From 1990 to 1995, he played in the Western League of NPB second league. He made his debut in the Pacific League during the 1996 season, pitched in two games.

He helped his team win the Pacific League Championship with eight wins during the 2000 season and started Game 4 of the 2000 Japan Series.

In the 2001 season, Tanoue went 13-7 as a starting pitcher with a .650 winning percentage, honored for the Pacific League Winning percentage Leader Award and the Best Battery Award with Kenji Johjima.

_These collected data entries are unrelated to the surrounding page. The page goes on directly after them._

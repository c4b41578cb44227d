//! The statistics snapshot assembled by one generator run.
//!
//! Units are fixed per field: temperatures °C, pressures hPa, speeds km/h,
//! rainfall mm, wind run km, bearings degrees, irradiance W/m². Times are in
//! the UTC offset of the `now` the snapshot was generated for.

use std::fmt;
use std::time::Duration;

use chrono::{DateTime, FixedOffset};
use serde::{Deserialize, Serialize};

use crate::meteorology::{BeaufortForce, CardinalDirection};

/// A daily extreme and the local time it occurred.
#[derive(Debug, Clone, Copy, PartialEq, Serialize, Deserialize)]
pub struct Extreme {
    /// Extreme value.
    pub value: f64,
    /// When it was observed.
    pub time: DateTime<FixedOffset>,
}

impl Extreme {
    /// An extreme with no data: zero at `time`.
    pub fn empty(time: DateTime<FixedOffset>) -> Self {
        Self { value: 0.0, time }
    }
}

/// Unit for reporting cloud base height.
#[derive(Debug, Clone, Copy, PartialEq, Eq, Default, Serialize, Deserialize)]
pub enum CloudBaseUnit {
    /// Metres.
    #[default]
    #[serde(rename = "m")]
    Metres,
    /// Feet.
    #[serde(rename = "ft")]
    Feet,
}

impl CloudBaseUnit {
    /// Unit token used in the realtime record.
    pub fn code(self) -> &'static str {
        match self {
            Self::Metres => "m",
            Self::Feet => "ft",
        }
    }
}

impl fmt::Display for CloudBaseUnit {
    fn fmt(&self, f: &mut fmt::Formatter<'_>) -> fmt::Result {
        f.write_str(self.code())
    }
}

/// One snapshot of current conditions, trends and daily extremes.
#[derive(Debug, Clone, PartialEq, Serialize, Deserialize)]
pub struct Statistics {
    /// Instant the snapshot describes.
    pub timestamp: DateTime<FixedOffset>,
    /// Outdoor temperature.
    pub outdoor_temperature: f64,
    /// Outdoor relative humidity, percent.
    pub outdoor_humidity: u8,
    /// Outdoor dew point.
    pub dew_point: f64,
    /// Average wind speed over the current local day.
    pub wind_speed_avg: f64,
    /// Latest wind speed reading.
    pub wind_speed_last: f64,
    /// Latest wind bearing.
    pub wind_bearing: f64,
    /// Current rain rate per hour.
    pub rain_rate: f64,
    /// Rain so far today.
    pub rainfall_today: f64,
    /// Station barometer.
    pub barometric_pressure: f64,
    /// Compass point of the latest wind bearing.
    pub wind_direction: CardinalDirection,
    /// Beaufort force of the daily average wind speed.
    pub wind_force: BeaufortForce,
    /// Wind speed unit label.
    pub wind_units: String,
    /// Temperature unit label.
    pub temp_units: String,
    /// Pressure unit label.
    pub pressure_units: String,
    /// Rainfall unit label.
    pub rain_units: String,
    /// Wind run over the current local day, km.
    pub wind_run: f64,
    /// Pressure change over the last three hours.
    pub pressure_trend: f64,
    /// Rain this month.
    pub monthly_rainfall: f64,
    /// Rain since the counter was reset.
    pub yearly_rainfall: f64,
    /// Rain during the previous local day.
    pub yesterday_rainfall: f64,
    /// Indoor temperature.
    pub indoor_temperature: f64,
    /// Indoor relative humidity, percent.
    pub indoor_humidity: u8,
    /// Wind chill.
    pub wind_chill: f64,
    /// Temperature change over the last three hours.
    pub temp_trend: f64,
    /// Today's highest outdoor temperature.
    pub today_temp_hi: Extreme,
    /// Today's lowest outdoor temperature.
    pub today_temp_lo: Extreme,
    /// Today's highest wind speed.
    pub today_wind_hi: Extreme,
    /// Today's highest gust.
    pub today_gust_hi: Extreme,
    /// Today's highest pressure.
    pub today_pressure_hi: Extreme,
    /// Today's lowest pressure.
    pub today_pressure_lo: Extreme,
    /// Protocol version string reported to consumers.
    pub version: String,
    /// Protocol build number reported to consumers.
    pub build_number: u32,
    /// Highest gust in the last ten minutes.
    pub ten_min_gust_hi: f64,
    /// Heat index.
    pub heat_index: f64,
    /// Humidex.
    pub humidex: f64,
    /// UV index.
    pub uv_index: u8,
    /// Evapotranspiration today. Not measured by the station.
    pub evapotranspiration: f64,
    /// Solar radiation.
    pub solar_radiation: f64,
    /// Average wind bearing over the last ten minutes.
    pub ten_min_bearing_avg: f64,
    /// Rain during the last completed local hour.
    pub rainfall_last_hour: f64,
    /// Zambretti forecast number. Not computed.
    pub forecast_code: u8,
    /// Whether the sun is up at the station.
    pub is_daylight: bool,
    /// Whether the latest observation is older than the contact timeout.
    pub sensor_contact_lost: bool,
    /// Compass point of the daily average bearing.
    pub wind_direction_avg: CardinalDirection,
    /// Estimated cloud base height.
    pub cloud_base: u32,
    /// Unit of [`Statistics::cloud_base`].
    pub cloud_base_units: CloudBaseUnit,
    /// Apparent temperature.
    pub apparent_temperature: f64,
    /// Sunshine so far today. Not measured by the station.
    pub sunshine_today: Duration,
    /// Theoretical clear-sky solar radiation. Not computed.
    pub current_solar_max: f64,
    /// Whether the sun is shining. Not measured by the station.
    pub is_sunny: bool,
    /// Feels-like temperature.
    pub feels_like: f64,
}

impl Statistics {
    /// A snapshot at `timestamp` with every value zeroed and empty labels.
    pub fn new(timestamp: DateTime<FixedOffset>) -> Self {
        Self {
            timestamp,
            outdoor_temperature: 0.0,
            outdoor_humidity: 0,
            dew_point: 0.0,
            wind_speed_avg: 0.0,
            wind_speed_last: 0.0,
            wind_bearing: 0.0,
            rain_rate: 0.0,
            rainfall_today: 0.0,
            barometric_pressure: 0.0,
            wind_direction: CardinalDirection::N,
            wind_force: BeaufortForce::Calm,
            wind_units: String::new(),
            temp_units: String::new(),
            pressure_units: String::new(),
            rain_units: String::new(),
            wind_run: 0.0,
            pressure_trend: 0.0,
            monthly_rainfall: 0.0,
            yearly_rainfall: 0.0,
            yesterday_rainfall: 0.0,
            indoor_temperature: 0.0,
            indoor_humidity: 0,
            wind_chill: 0.0,
            temp_trend: 0.0,
            today_temp_hi: Extreme::empty(timestamp),
            today_temp_lo: Extreme::empty(timestamp),
            today_wind_hi: Extreme::empty(timestamp),
            today_gust_hi: Extreme::empty(timestamp),
            today_pressure_hi: Extreme::empty(timestamp),
            today_pressure_lo: Extreme::empty(timestamp),
            version: String::new(),
            build_number: 0,
            ten_min_gust_hi: 0.0,
            heat_index: 0.0,
            humidex: 0.0,
            uv_index: 0,
            evapotranspiration: 0.0,
            solar_radiation: 0.0,
            ten_min_bearing_avg: 0.0,
            rainfall_last_hour: 0.0,
            forecast_code: 0,
            is_daylight: false,
            sensor_contact_lost: false,
            wind_direction_avg: CardinalDirection::N,
            cloud_base: 0,
            cloud_base_units: CloudBaseUnit::Metres,
            apparent_temperature: 0.0,
            sunshine_today: Duration::ZERO,
            current_solar_max: 0.0,
            is_sunny: false,
            feels_like: 0.0,
        }
    }
}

On October 29, 2007, he decided to retire.

In his 18-season career, Tanoue pitched in 153 games, posting a 39-42 win–loss record, and a 4.21 ERA.

===After retirement===
After his retirement, Tanoue was appointed assistant conditioning coach for the Fukuoka Softbank Hawks in the 2008 season and became the first squad pitching coach in the 2009 season.

He was also the second squad pitching coach for the 2011-2012 season.

He served as second squad pitching coach for the Hokkaido Nippon-Ham Fighters during the 2013-2014 season.

Tanoue returned to the Fukuoka Softbank Hawks as the second squad pitching coach for the 2015 season and the first squad pitching coach for the 2016 season and the third squad pitching coach for the 2017 season.

He is also the second squad pitching coach beginning with the 2020 season.

On October 20, 2023, Tanoue retired as coach after the 2023 season.